河井前法相が弁護人全員解任 刑事裁判はどうなる?

さいとうゆたか弁護士

1 河井前法相が弁護人全員を解任!

 

報道によると、公職選挙法違反の罪に問われていた河井前法相が弁護人全員を解任したとのことです。

公職選挙法の買収罪では、選挙運動を取り仕切る総括主宰者の場合、刑は4年以下の懲役等となります。

そして、刑事訴訟法289条は、必要的弁護について以下のとおり規定します。

「死刑又は無期若しくは長期三年を超える懲役若しくは禁錮にあたる事件を審理する場合には、弁護人がなければ開廷することができない」

4年以下の懲役であれば、長期3年を超える事件なので、河井前法相の刑事裁判は必要的弁護事件ということになります。

ですから審理を弁護人抜きで行うことはありえないと考えられます。

裁判所としては、別の私選弁護人を選任する意向があるかどうか確認し、その上で選任意思が不明確である場合には、「弁護人がなければ開廷できなない場合において、弁護人が出頭しないとき若しくは在廷しなくなったとき、又は弁護人がないときは、裁判長は、職権で弁護人を付さなければならない」と規定する刑訴法289条2項を用いて国選弁護人を選任することになると思われます(なお、河井前法相に資力十分だったとき、国選弁護費用は河井前法相が負担することになると思われます)。

2 新たに選任された弁護人を解任したらどうなるか?

 

問題は、さらに弁護人を解任するような場合、訴訟が遅延するのではないかということです。
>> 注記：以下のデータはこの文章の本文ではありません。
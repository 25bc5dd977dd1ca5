// Copyright 2025 Eric Jingryd (tidynest@proton.me)
//
// Licensed under the Apache License, Version 2.0 (the "License");
// you may not use this file except in compliance with the License.
// You may obtain a copy of the License at
//
//     http://www.apache.org/licenses/LICENSE-2.0
//
// Unless required by applicable law or agreed to in writing, software
// distributed under the License is distributed on an "AS IS" BASIS,
// WITHOUT WARRANTIES OR CONDITIONS OF ANY KIND, either express or implied.
// See the License for the specific language governing permissions and
// limitations under the License.

use crate::core::scanner::DELAY_SCAN_CEILING;
use crate::core::validator::{validate, ValidationError};

#[test]
fn test_plain_strings_always_validate() {
    assert!(validate("abc").is_ok());
    assert!(validate("0123456789").is_ok());
    assert!(validate("hello world").is_ok());
    assert!(validate("<>").is_ok());
    assert!(validate("<<>>").is_ok()); // shift legality is not a grammar concern
    assert!(validate(" ").is_ok());
}

#[test]
fn test_wire_format_examples() {
    assert!(validate("aab").is_ok());
    assert!(validate("a$50$a").is_ok());
    assert!(validate("<a>").is_ok());
    assert!(validate("\\E").is_ok());
    assert!(validate("\\W").is_ok());
}

#[test]
fn test_special_sequences_validate() {
    assert!(validate("\\W\\E\\\\").is_ok());
    assert!(validate("a\\Eb").is_ok());
}

#[test]
fn test_unmapped_special_fails_with_position() {
    let err = validate("\\X").unwrap_err();
    assert!(matches!(err, ValidationError::UnknownSpecialKey { mnemonic: 'X', .. }));
    assert_eq!(err.position(), Some(2));
}

#[test]
fn test_trailing_backslash_fails_with_its_own_position() {
    let err = validate("ab\\").unwrap_err();
    assert!(matches!(err, ValidationError::DanglingSpecialMarker { .. }));
    assert_eq!(err.position(), Some(3));
}

#[test]
fn test_empty_definition_is_a_distinct_error() {
    let err = validate("").unwrap_err();
    assert_eq!(err, ValidationError::Empty);
    assert_eq!(err.position(), None);
}

#[test]
fn test_well_formed_delays_validate() {
    assert!(validate("$0$").is_ok());
    assert!(validate("$1000$").is_ok());
    assert!(validate("a$100$b").is_ok());
}

#[test]
fn test_signed_delays_validate() {
    // The grammar only requires the body to parse as a base-10 integer.
    assert!(validate("$-5$").is_ok());
    assert!(validate("$+25$").is_ok());
}

#[test]
fn test_malformed_delays_fail() {
    assert!(validate("$").is_err());
    assert!(validate("$50").is_err());
    assert!(validate("$$").is_err());
    assert!(validate("$5a$").is_err());
    assert!(validate("$ 5$").is_err());
}

#[test]
fn test_delay_error_cites_the_opening_marker() {
    let err = validate("ab$5x$").unwrap_err();
    assert_eq!(err.position(), Some(3));
}

#[test]
fn test_scan_ceiling_rejects_even_when_terminator_exists() {
    let definition = format!("${}$", "9".repeat(DELAY_SCAN_CEILING + 1));
    let err = validate(&definition).unwrap_err();
    assert!(matches!(err, ValidationError::UnterminatedDelay { .. }));
}

#[test]
fn test_unsupported_characters_fail_with_position() {
    let err = validate("ab!").unwrap_err();
    assert!(matches!(err, ValidationError::UnsupportedChar { character: '!', .. }));
    assert_eq!(err.position(), Some(3));

    assert!(validate("ABC").is_err()); // uppercase letters are not plain
    assert!(validate("a,b").is_err()); // commas never appear in valid definitions
    assert!(validate("a\tb").is_err());
}

#[test]
fn test_first_error_wins() {
    // Both the '!' and the dangling backslash are wrong; only the first is
    // reported.
    let err = validate("a!c\\").unwrap_err();
    assert_eq!(err.position(), Some(2));
}
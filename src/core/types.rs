// Copyright 2025 Eric Jingryd (tidynest@proton.me)
//
// Licensed under the Apache License, Version 2.0 (the "License");
// you may not use this file except in compliance with the License.
// You may obtain a copy of the License at
//
//     http://www.apache.org/licenses/LICENSE-2.0
//
// Unless required by applicable law or agreed to in writing, software
// distributed under the License is distributed on an "AS IS" BASIS,
// WITHOUT WARRANTIES OR CONDITIONS OF ANY KIND, either express or implied.
// See the License for the specific language governing permissions and
// limitations under the License.

//! src/core/types.rs
//!
//! Core type definitions for macro management
//!
//! This module defines the fundamental types used throughout the application:
//! - `LogicalKey`: backend-independent key identities
//! - The special-key table mapping one-character mnemonics to logical keys
//! - `Macro`: a named, validated definition string
//!
//! A `Macro` can only be built through `Macro::new`, which runs the grammar
//! validator. Any `Macro` that exists therefore holds a valid definition for
//! its whole lifetime.

use serde::{Deserialize, Serialize};
use std::fmt;
use std::hash::{Hash, Hasher};
use thiserror::Error;

use crate::core::validator::{self, ValidationError};

/// A key identity independent of any injection backend.
///
/// Letters and digits are carried as `Char` with the uppercase codepoint:
/// the key-code space is keyed by the uppercase letter identity even when
/// shift is not requested.
#[derive(Clone, Copy, Debug, Deserialize, Eq, Hash, PartialEq, Serialize)]
pub enum LogicalKey {
    /// Super/Windows/Meta key
    Meta,
    /// Enter/Return key
    Enter,
    /// Literal backslash key
    Backslash,
    /// Space bar
    Space,
    /// Letter or digit key, identified by its uppercase codepoint
    Char(char),
}

impl fmt::Display for LogicalKey {
    fn fmt(&self, f: &mut fmt::Formatter<'_>) -> fmt::Result {
        match self {
            LogicalKey::Meta => write!(f, "META"),
            LogicalKey::Enter => write!(f, "ENTER"),
            LogicalKey::Backslash => write!(f, "BACKSLASH"),
            LogicalKey::Space => write!(f, "SPACE"),
            LogicalKey::Char(c) => write!(f, "{}", c),
        }
    }
}

/// Special-key table: one-character mnemonic → logical key.
///
/// The set is fixed at build time. Every mnemonic the escape grammar accepts
/// must appear here; absence is a normal "not found" consumed by the scanner.
const SPECIAL_KEYS: &[(char, LogicalKey)] = &[
    ('W', LogicalKey::Meta),
    ('E', LogicalKey::Enter),
    ('\\', LogicalKey::Backslash),
];

/// Resolves a special-key mnemonic against the table.
pub fn resolve_special(mnemonic: char) -> Option<LogicalKey> {
    SPECIAL_KEYS
        .iter()
        .find(|(m, _)| *m == mnemonic)
        .map(|(_, key)| *key)
}

/// Errors raised when constructing a [`Macro`].
#[derive(Debug, Error, PartialEq, Eq)]
pub enum MacroError {
    /// Macro name missing at construction time.
    #[error("macro name must not be empty")]
    EmptyName,

    /// Macro definition missing at construction time.
    #[error("macro definition must not be empty")]
    EmptyDefinition,

    /// Definition failed grammar validation.
    #[error(transparent)]
    InvalidDefinition(#[from] ValidationError),
}

/// A named keyboard macro.
///
/// The definition string is validated on construction and immutable after,
/// so holding a `Macro` is proof the definition satisfies the grammar.
///
/// # Identity
/// Two macros are the same entity if and only if their names match; the
/// definition is not part of identity. "Switch active macro by name" and
/// duplicate detection both rely on this. Uniqueness across a collection is
/// enforced by [`MacroLibrary`](crate::core::library::MacroLibrary), not
/// here.
#[derive(Clone, Debug, Serialize)]
pub struct Macro {
    /// Name chosen by the caller, never empty
    name: String,

    /// The raw textual program, guaranteed valid by construction
    definition: String,
}

impl Macro {
    /// Builds a macro from a name and a raw definition string.
    ///
    /// Construction is atomic: either a fully valid `Macro` is returned or
    /// nothing is.
    ///
    /// # Errors
    ///
    /// Returns `MacroError::EmptyName` or `MacroError::EmptyDefinition` for
    /// blank input, and `MacroError::InvalidDefinition` when the definition
    /// fails the grammar.
    ///
    /// # Example
    ///
    /// ```
    /// use macro_replay::core::types::Macro;
    ///
    /// let greet = Macro::new("greet", "<hi>$250$\\E")?;
    /// assert_eq!(greet.name(), "greet");
    /// # Ok::<(), macro_replay::core::types::MacroError>(())
    /// ```
    pub fn new(name: &str, definition: &str) -> Result<Self, MacroError> {
        if name.is_empty() {
            return Err(MacroError::EmptyName);
        }
        if definition.is_empty() {
            return Err(MacroError::EmptyDefinition);
        }

        validator::validate(definition)?;

        Ok(Self {
            name: name.to_string(),
            definition: definition.to_string(),
        })
    }

    /// The macro's name.
    pub fn name(&self) -> &str {
        &self.name
    }

    /// The validated definition string.
    pub fn definition(&self) -> &str {
        &self.definition
    }
}

impl PartialEq for Macro {
    fn eq(&self, other: &Self) -> bool {
        self.name == other.name
    }
}

impl Eq for Macro {}

impl Hash for Macro {
    fn hash<H: Hasher>(&self, state: &mut H) {
        self.name.hash(state);
    }
}

impl fmt::Display for Macro {
    /// Canonical one-line form used by the save file: `NAME,DEFINITION`.
    ///
    /// Commas are not escaped; a name containing one corrupts round-tripping
    /// (known format limitation).
    fn fmt(&self, f: &mut fmt::Formatter<'_>) -> fmt::Result {
        write!(f, "{},{}", self.name, self.definition)
    }
}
次に選任されるのが国選弁護人である場合、国選弁護人については私選弁護人選任まで裁判所が解任を許さないと思われます。

次に選任されるのが私選弁護人である場合、そもそも事件が必要的弁護事件ではない以上、新たな私選弁護人が解任されても、裁判所としては新たな弁護人が選任されるまでの間において弁護人抜き裁判をする可能性もあります。

この点、松尾浩也・井上正仁編「ジュリスト増刊 刑事訴訟法の争点(新版)」161頁は、「必要的弁護事件においてさえも、弁護人の責めに帰すべき事情による不在廷の場合には、弁護人不在廷のままで当該期日に予定された実体的審理をなしうるとする下級審公判実務の運用がみられるようになった」との紹介もなされているところです。これは被告人の責めに帰すべき場合も同様でしょう。

つまり、再度弁護人を解任するような場合、弁護人抜きでの審理もありうるということです。

仮に遅延目的での弁護人解任がなされるとしてもかえって河井前法相にとっては不利な結果になりかねないということです。